### Dataset items
━━━━━━━━━━

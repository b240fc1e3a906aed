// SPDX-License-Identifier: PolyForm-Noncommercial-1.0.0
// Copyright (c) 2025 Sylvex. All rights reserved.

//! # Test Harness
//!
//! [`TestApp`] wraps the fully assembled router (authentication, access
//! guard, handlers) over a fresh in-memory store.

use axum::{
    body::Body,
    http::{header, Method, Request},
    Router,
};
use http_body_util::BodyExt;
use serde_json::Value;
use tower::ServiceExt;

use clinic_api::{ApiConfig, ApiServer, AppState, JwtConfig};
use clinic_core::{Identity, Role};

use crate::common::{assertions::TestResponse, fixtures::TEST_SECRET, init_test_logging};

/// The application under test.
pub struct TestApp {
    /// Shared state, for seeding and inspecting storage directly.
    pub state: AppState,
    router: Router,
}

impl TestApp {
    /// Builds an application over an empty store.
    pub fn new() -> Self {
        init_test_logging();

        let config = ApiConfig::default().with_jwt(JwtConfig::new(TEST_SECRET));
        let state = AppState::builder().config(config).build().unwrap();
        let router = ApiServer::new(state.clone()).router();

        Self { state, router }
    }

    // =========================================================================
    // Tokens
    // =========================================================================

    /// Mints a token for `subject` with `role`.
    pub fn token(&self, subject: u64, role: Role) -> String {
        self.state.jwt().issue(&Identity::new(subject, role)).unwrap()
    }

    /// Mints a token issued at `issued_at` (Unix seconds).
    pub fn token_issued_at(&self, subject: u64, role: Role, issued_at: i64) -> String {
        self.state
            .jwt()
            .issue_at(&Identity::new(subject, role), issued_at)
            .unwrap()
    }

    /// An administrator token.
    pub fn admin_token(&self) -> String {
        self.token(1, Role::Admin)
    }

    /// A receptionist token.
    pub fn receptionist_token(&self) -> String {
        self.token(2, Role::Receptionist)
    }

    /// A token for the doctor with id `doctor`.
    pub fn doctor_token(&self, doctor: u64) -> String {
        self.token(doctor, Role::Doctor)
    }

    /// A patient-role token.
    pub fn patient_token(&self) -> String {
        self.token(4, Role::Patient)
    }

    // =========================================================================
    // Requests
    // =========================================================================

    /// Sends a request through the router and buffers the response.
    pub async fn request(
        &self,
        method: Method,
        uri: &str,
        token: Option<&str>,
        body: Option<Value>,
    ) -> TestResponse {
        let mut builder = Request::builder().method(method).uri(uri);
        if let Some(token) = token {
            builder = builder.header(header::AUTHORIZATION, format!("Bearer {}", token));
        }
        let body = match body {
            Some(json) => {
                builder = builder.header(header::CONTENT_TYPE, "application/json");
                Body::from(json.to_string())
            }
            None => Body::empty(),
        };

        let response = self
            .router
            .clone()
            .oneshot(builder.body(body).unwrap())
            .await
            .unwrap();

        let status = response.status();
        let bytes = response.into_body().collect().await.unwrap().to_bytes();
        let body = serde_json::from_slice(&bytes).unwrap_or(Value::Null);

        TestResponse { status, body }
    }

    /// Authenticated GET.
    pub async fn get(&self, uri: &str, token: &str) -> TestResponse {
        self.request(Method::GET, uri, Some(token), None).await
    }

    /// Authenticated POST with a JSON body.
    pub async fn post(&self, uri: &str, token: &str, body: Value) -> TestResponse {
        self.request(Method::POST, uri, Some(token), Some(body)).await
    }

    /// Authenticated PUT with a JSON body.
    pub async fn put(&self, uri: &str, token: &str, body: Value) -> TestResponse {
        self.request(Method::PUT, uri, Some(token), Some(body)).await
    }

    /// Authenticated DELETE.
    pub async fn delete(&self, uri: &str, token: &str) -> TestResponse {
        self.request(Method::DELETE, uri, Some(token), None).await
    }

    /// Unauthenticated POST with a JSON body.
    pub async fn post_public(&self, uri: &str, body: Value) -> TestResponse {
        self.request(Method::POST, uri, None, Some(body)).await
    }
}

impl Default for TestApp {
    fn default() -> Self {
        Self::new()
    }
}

━━━━━━━━━━

### WORK TO COMPLETE
The line containing "self.token(doctor, Role::Doctor)" marks the end. Please print exactly every line from the top of the data to it, both included, and nothing more.

### ANSWER SPACE
repository b240fc1e3a906aed
// SPDX-License-Identifier: PolyForm-Noncommercial-1.0.0
// Copyright (c) 2025 Sylvex. All rights reserved.

//! # Test Harness
//!
//! [`TestApp`] wraps the fully assembled router (authentication, access
//! guard, handlers) over a fresh in-memory store.

use axum::{
    body::Body,
    http::{header, Method, Request},
    Router,
};
use http_body_util::BodyExt;
use serde_json::Value;
use tower::ServiceExt;

use clinic_api::{ApiConfig, ApiServer, AppState, JwtConfig};
use clinic_core::{Identity, Role};

use crate::common::{assertions::TestResponse, fixtures::TEST_SECRET, init_test_logging};

/// The application under test.
pub struct TestApp {
    /// Shared state, for seeding and inspecting storage directly.
    pub state: AppState,
    router: Router,
}

impl TestApp {
    /// Builds an application over an empty store.
    pub fn new() -> Self {
        init_test_logging();

        let config = ApiConfig::default().with_jwt(JwtConfig::new(TEST_SECRET));
        let state = AppState::builder().config(config).build().unwrap();
        let router = ApiServer::new(state.clone()).router();

        Self { state, router }
    }

    // =========================================================================
    // Tokens
    // =========================================================================

    /// Mints a token for `subject` with `role`.
    pub fn token(&self, subject: u64, role: Role) -> String {
        self.state.jwt().issue(&Identity::new(subject, role)).unwrap()
    }

    /// Mints a token issued at `issued_at` (Unix seconds).
    pub fn token_issued_at(&self, subject: u64, role: Role, issued_at: i64) -> String {
        self.state
            .jwt()
            .issue_at(&Identity::new(subject, role), issued_at)
            .unwrap()
    }

    /// An administrator token.
    pub fn admin_token(&self) -> String {
        self.token(1, Role::Admin)
    }

    /// A receptionist token.
    pub fn receptionist_token(&self) -> String {
        self.token(2, Role::Receptionist)
    }

    /// A token for the doctor with id `doctor`.
    pub fn doctor_token(&self, doctor: u64) -> String {
        self.token(doctor, Role::Doctor)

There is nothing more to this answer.